CLUBE DOS POETAS MORTOS
MANUEL CINTRA
Com uma vida dedicada às artes, à poesia (e à sua divulgação), ao teatro, à tradução, à música, à interpretação, Manuel Cintra nasce em Lisboa, em 1956. As suas palavras são íntegras, intensas, platónicas. Um poeta e, ainda além, artista, cuja obra se manterá refém da memória.

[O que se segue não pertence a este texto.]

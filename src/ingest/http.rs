/// Legacy REST backend client
///
/// Reads sensor and environmental readings from the existing Express API.
/// Rows come back with the persisted column names (`water_level_m`,
/// `rainfall_mm`, ...); this is the only place those names appear.
///
/// Endpoint: `GET {base}/api/readings/{source_id}?metric=..&start=..&end=..`

use chrono::{DateTime, SecondsFormat, Utc};
use reqwest::Url;
use serde::Deserialize;
use std::time::Duration;

use crate::ingest::{ReadingStore, SeriesKey, StoreError};
use crate::model::{MetricKind, Quality, Sample, Window};

const REQUEST_TIMEOUT_SECS: u64 = 30;

// ============================================================================
// API Response Structures
// ============================================================================

#[derive(Debug, Deserialize)]
pub struct ReadingsResponse {
    pub data: Vec<LegacyReading>,
}

/// One row as serialized by the legacy backend.
///
/// A row carries every column; only the one matching the requested metric
/// is used.
#[derive(Debug, Deserialize)]
pub struct LegacyReading {
    #[serde(alias = "recordedAt", alias = "timestamp")]
    pub recorded_at: String, // ISO 8601
    pub water_level_m: Option<f64>,
    pub rainfall_mm: Option<f64>, // hourly accumulation, i.e. mm/h
    pub flow_velocity_mps: Option<f64>,
    pub temperature_c: Option<f64>,
    pub risk_score: Option<f64>,
    pub quality: Option<String>,
}

impl LegacyReading {
    fn value_for(&self, metric: MetricKind) -> Option<f64> {
        match metric {
            MetricKind::WaterLevel => self.water_level_m,
            MetricKind::Rainfall => self.rainfall_mm,
            MetricKind::FlowVelocity => self.flow_velocity_mps,
            MetricKind::Temperature => self.temperature_c,
            MetricKind::RiskScore => self.risk_score,
        }
    }
}

/// Persisted column name for a metric, as the backend expects it in the
/// `metric` query parameter.
pub fn persisted_name(metric: MetricKind) -> &'static str {
    match metric {
        MetricKind::WaterLevel => "water_level_m",
        MetricKind::Rainfall => "rainfall_mm",
        MetricKind::FlowVelocity => "flow_velocity_mps",
        MetricKind::Temperature => "temperature_c",
        MetricKind::RiskScore => "risk_score",
    }
}

// ============================================================================
// Client
// ============================================================================

pub struct HttpStore {
    client: reqwest::blocking::Client,
    base_url: Url,
}

impl HttpStore {
    pub fn new(base_url: &str) -> Result<Self, StoreError> {
        let base_url = Url::parse(base_url)
            .map_err(|e| StoreError::Parse(format!("invalid base URL '{}': {}", base_url, e)))?;
        let client = reqwest::blocking::Client::builder()
            .timeout(Duration::from_secs(REQUEST_TIMEOUT_SECS))
            .build()?;
        Ok(HttpStore { client, base_url })
    }
}

impl ReadingStore for HttpStore {
    fn fetch_samples(&mut self, key: &SeriesKey, window: &Window) -> Result<Vec<Sample>, StoreError> {
        let url = build_readings_url(&self.base_url, key, window)?;

        let response = self
            .client
            .get(url)
            .header("Accept", "application/json")
            .send()?;

        let status = response.status();
        if status == reqwest::StatusCode::NOT_FOUND {
            return Err(StoreError::UnknownSource(key.source_id.clone()));
        }
        if !status.is_success() {
            return Err(StoreError::Http(status.as_u16()));
        }

        let text = response.text()?;
        parse_readings_json(&text, key.metric)
    }
}

/// Builds the readings URL, percent-encoding the source id.
pub fn build_readings_url(base: &Url, key: &SeriesKey, window: &Window) -> Result<Url, StoreError> {
    let mut url = base.clone();
    url.path_segments_mut()
        .map_err(|_| StoreError::Parse(format!("base URL '{}' cannot have a path", base)))?
        .pop_if_empty()
        .extend(["api", "readings", key.source_id.as_str()]);
    url.query_pairs_mut()
        .append_pair("metric", persisted_name(key.metric))
        .append_pair("start", &format_instant(window.start))
        .append_pair("end", &format_instant(window.end));
    Ok(url)
}

fn format_instant(t: DateTime<Utc>) -> String {
    t.to_rfc3339_opts(SecondsFormat::Secs, true)
}

/// Parses a readings response body into samples for `metric`.
///
/// A row with a null metric column becomes a `Missing` sample, so it still
/// counts as observed.
pub fn parse_readings_json(body: &str, metric: MetricKind) -> Result<Vec<Sample>, StoreError> {
    let response: ReadingsResponse =
        serde_json::from_str(body).map_err(|e| StoreError::Parse(e.to_string()))?;

    response
        .data
        .into_iter()
        .map(|row| parse_row(row, metric))
        .collect()
}

fn parse_row(row: LegacyReading, metric: MetricKind) -> Result<Sample, StoreError> {
    let timestamp = DateTime::parse_from_rfc3339(&row.recorded_at)
        .map_err(|e| StoreError::Parse(format!("bad timestamp '{}': {}", row.recorded_at, e)))?
        .with_timezone(&Utc);

    let value = row.value_for(metric);
    let quality = match (&row.quality, value) {
        (_, None) => Quality::Missing,
        (None, Some(_)) => Quality::Ok,
        (Some(flag), Some(_)) => flag.parse().unwrap_or(Quality::Error),
    };

    Ok(Sample { timestamp, value, quality })
}

// ============================================================================
// Tests
// ============================================================================
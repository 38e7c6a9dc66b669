/// In-memory reading store.
///
/// Holds samples exactly as inserted (no sorting, no window filtering) so
/// tests exercise the same unordered input the aggregator must tolerate
/// from real stores.

use std::collections::HashMap;

use crate::ingest::{ReadingStore, SeriesKey, StoreError};
use crate::model::{Sample, Window};

#[derive(Debug, Clone, Default)]
pub struct MemoryStore {
    series: HashMap<SeriesKey, Vec<Sample>>,
}

impl MemoryStore {
    pub fn new() -> Self {
        Self::default()
    }

    /// Registers a series with no readings yet.
    pub fn register(&mut self, key: SeriesKey) {
        self.series.entry(key).or_default();
    }

    pub fn insert(&mut self, key: SeriesKey, sample: Sample) {
        self.series.entry(key).or_default().push(sample);
    }

    pub fn len(&self, key: &SeriesKey) -> usize {
        self.series.get(key).map(Vec::len).unwrap_or(0)
    }
}

impl ReadingStore for MemoryStore {
    fn fetch_samples(&mut self, key: &SeriesKey, _window: &Window) -> Result<Vec<Sample>, StoreError> {
        self.series
            .get(key)
            .cloned()
            .ok_or_else(|| StoreError::UnknownSource(key.to_string()))
    }
}
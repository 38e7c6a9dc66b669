//! Risk classification and alert conditions.
//!
//! - `thresholds`: threshold tables and `classify`.
//! - `vocabulary`: canonical scale ↔ prediction / legend labels.
//! - `stalenesses`: flags reports whose latest reading is too old.

pub mod stalenesses;
pub mod thresholds;
pub mod vocabulary;
/// PostgreSQL-backed reading store.
///
/// Reads from `sensor_readings` (see `sql/001_sensor_readings.sql`). The
/// query is bounded by the window; rows come back in no particular
/// order.

use chrono::{DateTime, Utc};
use postgres::{Client, NoTls};

use crate::ingest::{ReadingStore, SeriesKey, StoreError};
use crate::model::{Quality, Sample, Window};

const READINGS_QUERY: &str = "
    SELECT recorded_at, value, quality
    FROM sensor_readings
    WHERE source_id = $1
      AND metric = $2
      AND recorded_at >= $3
      AND recorded_at < $4
";

const SOURCE_EXISTS_QUERY: &str = "
    SELECT EXISTS (SELECT 1 FROM sensor_sources WHERE source_id = $1)
";

pub struct PostgresStore {
    client: Client,
}

impl PostgresStore {
    pub fn new(client: Client) -> Self {
        PostgresStore { client }
    }

    pub fn connect(database_url: &str) -> Result<Self, StoreError> {
        let client = Client::connect(database_url, NoTls)?;
        Ok(PostgresStore { client })
    }

    fn source_exists(&mut self, source_id: &str) -> Result<bool, StoreError> {
        let row = self.client.query_one(SOURCE_EXISTS_QUERY, &[&source_id])?;
        Ok(row.get(0))
    }
}

impl ReadingStore for PostgresStore {
    fn fetch_samples(&mut self, key: &SeriesKey, window: &Window) -> Result<Vec<Sample>, StoreError> {
        let rows = self.client.query(
            READINGS_QUERY,
            &[&key.source_id, &key.metric.as_str(), &window.start, &window.end],
        )?;

        if rows.is_empty() && !self.source_exists(&key.source_id)? {
            return Err(StoreError::UnknownSource(key.source_id.clone()));
        }

        let mut samples = Vec::with_capacity(rows.len());
        for row in rows {
            let timestamp: DateTime<Utc> = row.try_get(0)?;
            let value: Option<f64> = row.try_get(1)?;
            let quality: Option<String> = row.try_get(2)?;
            samples.push(Sample {
                timestamp,
                value,
                quality: parse_stored_quality(quality.as_deref()),
            });
        }
        Ok(samples)
    }
}

/// Maps the stored quality column onto `Quality`.
///
/// NULL means the row predates quality flags and is treated as `Ok`.
/// Unrecognized flags are treated as `Error` so they never reach the
/// statistics.
pub fn parse_stored_quality(flag: Option<&str>) -> Quality {
    match flag {
        None => Quality::Ok,
        Some(s) => s.parse().unwrap_or(Quality::Error),
    }
}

Manuel Cintra despede-se de nós a 4 de junho de 2020. Do seu Facebook, onde partilhava os seus versos, retiramos o seguinte poema:
PRESTES A CAIR
Há coisas que não perdem valor.
São poucas, mas parece que existem.
As pétalas de uma rosa que não se chegou a oferecer.
Mas que tinha destino. As pétalas foram-se,
mas o que ficou é precioso. Não tem nome.
Quase não existe. É essa substância ínfima
que nos sustenta perto de um galho prestes a cair.
Rumo ao infinito. Como a vida.
Há amarguras que um dia ficam doces.
Ninguém fez nada, ninguém sabe porquê.
Uma pálpebra moveu-se. Um dedo, no escuro, vibrou
a nota certa.
E solta-se uma explosão de lágrimas.
Retidas durante anos, até extinguir a seca.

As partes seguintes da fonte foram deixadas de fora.